Je n’ai pu entrer à Bayonne sans émotion. Bayonne est pour moi un souvenir d’enfance. Je suis venu à Bayonne étant tout petit, ayant sept ou huit ans, vers 1811 ou 1812, à l’époque des grandes guerres. Mon père faisait en Espagne son métier de soldat de l’empereur et tenait en respect deux provinces insurgées par l’Empecinado, Avila, Guadalaxara, et tout le cours du Tage.

Ma mère, allant le rejoindre, s’était arrêtée à Bayonne pour attendre un convoi, car alors, pour faire le voyage de Bayonne à Madrid, il fallait être accompagné de trois mille hommes et précédé de quatre pièces de canon. J’écrirai quelque jour ce voyage qui a son intérêt, ne fût-ce que pour préparer des matériaux à l’histoire.

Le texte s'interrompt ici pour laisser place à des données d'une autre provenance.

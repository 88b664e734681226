use thiserror::Error;

use crate::instant::Instant;

#[derive(Error, Debug, Clone, PartialEq, Eq)]
pub enum ScheduleError {
    #[error("unparsable timestamp {input:?}: {reason}")]
    UnparsableTimestamp { input: String, reason: String },
    #[error("end {end} must be after start {start}")]
    EmptyWindow { start: Instant, end: Instant },
    #[error("unknown builder type {0:?}, expected one of MEM, EC, CC, JC")]
    UnknownTier(String),
    #[error("unknown event type {0:?}, expected one of desk_setup, night, perm, gbm")]
    UnknownCategory(String),
    #[error("unknown event status {0:?}, expected one of draft, active, completed, cancelled")]
    UnknownStatus(String),
    #[error("status must be \"present\" or \"absent\", got {0:?}")]
    UnknownAttendanceStatus(String),
    #[error("invalid builder code {0:?}")]
    InvalidCardCode(String),
    #[error("builders of type {0} need a department")]
    DepartmentRequired(&'static str),
    #[error("general members cannot belong to a department")]
    DepartmentForbidden,
}
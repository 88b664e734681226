use std::collections::{BTreeMap, HashMap};

use builder_desk_scheduler::{position_of, AttendanceStatus, Event, Member, Slot};
use serde::Serialize;
use tracing::instrument;
use uuid::Uuid;

use crate::allocations::Allocation;
use crate::attendance::AttendanceRecord;
use crate::error::{DeskError, Stored as _};
use crate::Desk;

#[derive(Clone, Debug, PartialEq, Eq, Serialize)]
pub struct ReportEntry {
    pub builder_id: Uuid,
    pub name: Option<String>,
    pub code: Option<String>,
    /// Whether the builder was scheduled for the slot. Unscheduled builders
    /// only show up here when someone marked them anyway.
    pub allocated: bool,
    pub status: Option<AttendanceStatus>,
}

#[derive(Clone, Debug, PartialEq, Eq, Serialize)]
pub struct SlotReport {
    pub slot: Slot,
    pub name: String,
    pub entries: Vec<ReportEntry>,
    pub present: usize,
    pub absent: usize,
    pub unmarked: usize,
}

#[derive(Clone, Debug, Serialize)]
pub struct AttendanceReport {
    pub event: Event,
    pub slots: Vec<SlotReport>,
    /// Allocations whose start matches no slot of the current grid.
    pub unslotted: Vec<Allocation>,
}

#[derive(Default)]
struct Cell {
    allocated: bool,
    status: Option<AttendanceStatus>,
}

fn entry(builder_id: Uuid, cell: Cell, members: &HashMap<Uuid, Member>) -> ReportEntry {
    let member = members.get(&builder_id);
    ReportEntry {
        builder_id,
        name: member.map(|member| member.name.clone()),
        code: member.map(|member| member.card_code().to_string()),
        allocated: cell.allocated,
        status: cell.status,
    }
}

impl Desk {
    /// Who was scheduled for each slot of the event and whether they showed
    /// up.
    #[instrument(skip(self))]
    pub async fn attendance_report(&self, event_id: Uuid) -> Result<AttendanceReport, DeskError> {
        let event = self.get_event(event_id).await?;
        let slots = event.slots().stored("event window")?;
        let allocations = self.list_allocations(event_id).await?;
        let attendance = self.list_attendance(event_id).await?;
        let members: HashMap<Uuid, Member> = self
            .list_members()
            .await?
            .into_iter()
            .map(|member| (member.id, member))
            .collect();
        let tolerance = self.settings.tolerance;

        // slot position -> builder -> cell, builders in a stable order
        let mut cells: Vec<BTreeMap<Uuid, Cell>> =
            slots.iter().map(|_| BTreeMap::new()).collect();
        let mut unslotted = Vec::new();
        for allocation in allocations {
            match position_of(&slots, allocation.time_slot_start, tolerance) {
                Some(position) => {
                    cells[position].entry(allocation.builder_id).or_default().allocated = true;
                }
                None => unslotted.push(allocation),
            }
        }
        for AttendanceRecord {
            builder_id,
            time_slot_start,
            status,
            ..
        } in attendance
        {
            if let Some(position) = position_of(&slots, time_slot_start, tolerance) {
                cells[position].entry(builder_id).or_default().status = Some(status);
            }
        }

        let slots = slots
            .into_iter()
            .zip(cells)
            .map(|(slot, cells)| {
                let entries: Vec<ReportEntry> = cells
                    .into_iter()
                    .map(|(builder_id, cell)| entry(builder_id, cell, &members))
                    .collect();
                let count = |status| {
                    entries
                        .iter()
                        .filter(|entry| entry.status == Some(status))
                        .count()
                };
                SlotReport {
                    name: slot.display_name().into_owned(),
                    present: count(AttendanceStatus::Present),
                    absent: count(AttendanceStatus::Absent),
                    unmarked: entries.iter().filter(|entry| entry.status.is_none()).count(),
                    entries,
                    slot,
                }
            })
            .collect();

        Ok(AttendanceReport {
            event,
            slots,
            unslotted,
        })
    }
}
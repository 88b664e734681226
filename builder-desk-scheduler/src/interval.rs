use chrono::Duration;
use serde::Serialize;

use crate::error::ScheduleError;
use crate::instant::Instant;

/// Half-open `[start, end)`, never empty.
#[derive(Clone, Copy, Debug, PartialEq, Eq, Hash, Serialize)]
pub struct Interval {
    start: Instant,
    end: Instant,
}

impl Interval {
    pub fn new(start: Instant, end: Instant) -> Result<Self, ScheduleError> {
        if end <= start {
            return Err(ScheduleError::EmptyWindow { start, end });
        }
        Ok(Self { start, end })
    }

    pub fn parse(start: &str, end: &str) -> Result<Self, ScheduleError> {
        Self::new(Instant::parse(start)?, Instant::parse(end)?)
    }

    #[must_use]
    pub const fn start(self) -> Instant {
        self.start
    }

    #[must_use]
    pub const fn end(self) -> Instant {
        self.end
    }

    #[must_use]
    pub fn duration(self) -> Duration {
        self.end - self.start
    }

    #[must_use]
    pub fn contains(self, instant: Instant) -> bool {
        self.start <= instant && instant < self.end
    }

    /// True if the shared part of both intervals is longer than `tolerance`,
    /// so neighbours that touch or drift by a few milliseconds don't count.
    #[must_use]
    pub fn overlaps(self, other: Self, tolerance: Duration) -> bool {
        let start = self.start.max(other.start);
        let end = self.end.min(other.end);
        end > start && end - start > tolerance
    }

    /// The parts of `self` not covered by `other`, in order.
    #[must_use]
    pub fn subtract(self, other: Self) -> Vec<Self> {
        if other.end <= self.start || self.end <= other.start {
            return vec![self];
        }
        [
            (self.start, other.start.min(self.end)),
            (other.end.max(self.start), self.end),
        ]
        .into_iter()
        .filter_map(|(start, end)| Self::new(start, end).ok())
        .collect()
    }
}
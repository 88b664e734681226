use builder_desk_backend::allocations::Allocation;
use builder_desk_backend::{DeskError, ErrorKind};
use builder_desk_config::ConfigError;
use builder_desk_database::DatabaseError;
use builder_desk_telemetry::TryInitError;
use bytes::Bytes;
use http::{Method, Response, StatusCode};
use http_body_util::Full;
use serde::Serialize;

use crate::router::{json_response, keyed};

/// Error body of a window move whose allocations could not be saved.
#[derive(Serialize)]
struct ReslotBody<'a> {
    error: String,
    unsaved: &'a [Allocation],
}

#[derive(thiserror::Error, Debug)]
pub enum AppError {
    #[error("IO error: {0}")]
    File(#[from] std::io::Error),
    #[error("json error: {0}")]
    Json(#[from] serde_json::Error),
    #[error("query string error: {0}")]
    Query(#[from] serde_urlencoded::de::Error),
    #[error("request body error: {0}")]
    Body(String),
    #[error("config error: {0}")]
    Config(#[from] ConfigError),
    #[error("database error: {0}")]
    Database(#[from] DatabaseError),
    #[error("telemetry error: {0}")]
    Telemetry(#[from] TryInitError),
    #[error("{0}")]
    Desk(#[from] DeskError),
    #[error("invalid id {0:?}")]
    InvalidId(String),
    #[error("no route for {method} {path}")]
    RouteNotFound { method: Method, path: String },
}

impl AppError {
    pub fn status(&self) -> StatusCode {
        match self {
            Self::Json(_) | Self::Query(_) | Self::Body(_) | Self::InvalidId(_) => {
                StatusCode::BAD_REQUEST
            }
            Self::RouteNotFound { .. } => StatusCode::NOT_FOUND,
            Self::Desk(error) => match error.kind() {
                ErrorKind::Validation => StatusCode::BAD_REQUEST,
                ErrorKind::NotFound => StatusCode::NOT_FOUND,
                ErrorKind::Conflict => StatusCode::CONFLICT,
                ErrorKind::Persistence => StatusCode::INTERNAL_SERVER_ERROR,
            },
            Self::File(_) | Self::Config(_) | Self::Database(_) | Self::Telemetry(_) => {
                StatusCode::INTERNAL_SERVER_ERROR
            }
        }
    }

    pub fn into_response(self) -> Response<Full<Bytes>> {
        let status = self.status();
        if let Self::Desk(DeskError::Reslot { unsaved, .. }) = &self {
            let body = ReslotBody {
                error: self.to_string(),
                unsaved,
            };
            return json_response(status, &body);
        }
        json_response(status, &keyed("error", self.to_string()))
    }
}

Ma mère avait emmené avec elle mes deux frères Abel et Eugène et moi, qui étais le plus jeune des trois.

Je me rappelle que le lendemain de notre arrivée à Bayonne une espèce de signor ventru, orné de breloques exagérées, et baragouinant l’italien, se présenta chez ma mère. Cet homme nous fit, à nous enfants qui le regardions entrer à travers une porte vitrée, l’effet d’un charlatan de place. C’était le directeur du théâtre de Bayonne.

Il venait prier ma mère de prendre une loge à son théâtre. Ma mère loua une loge pour un mois. C’était à peu près le temps que nous devions rester à Bayonne.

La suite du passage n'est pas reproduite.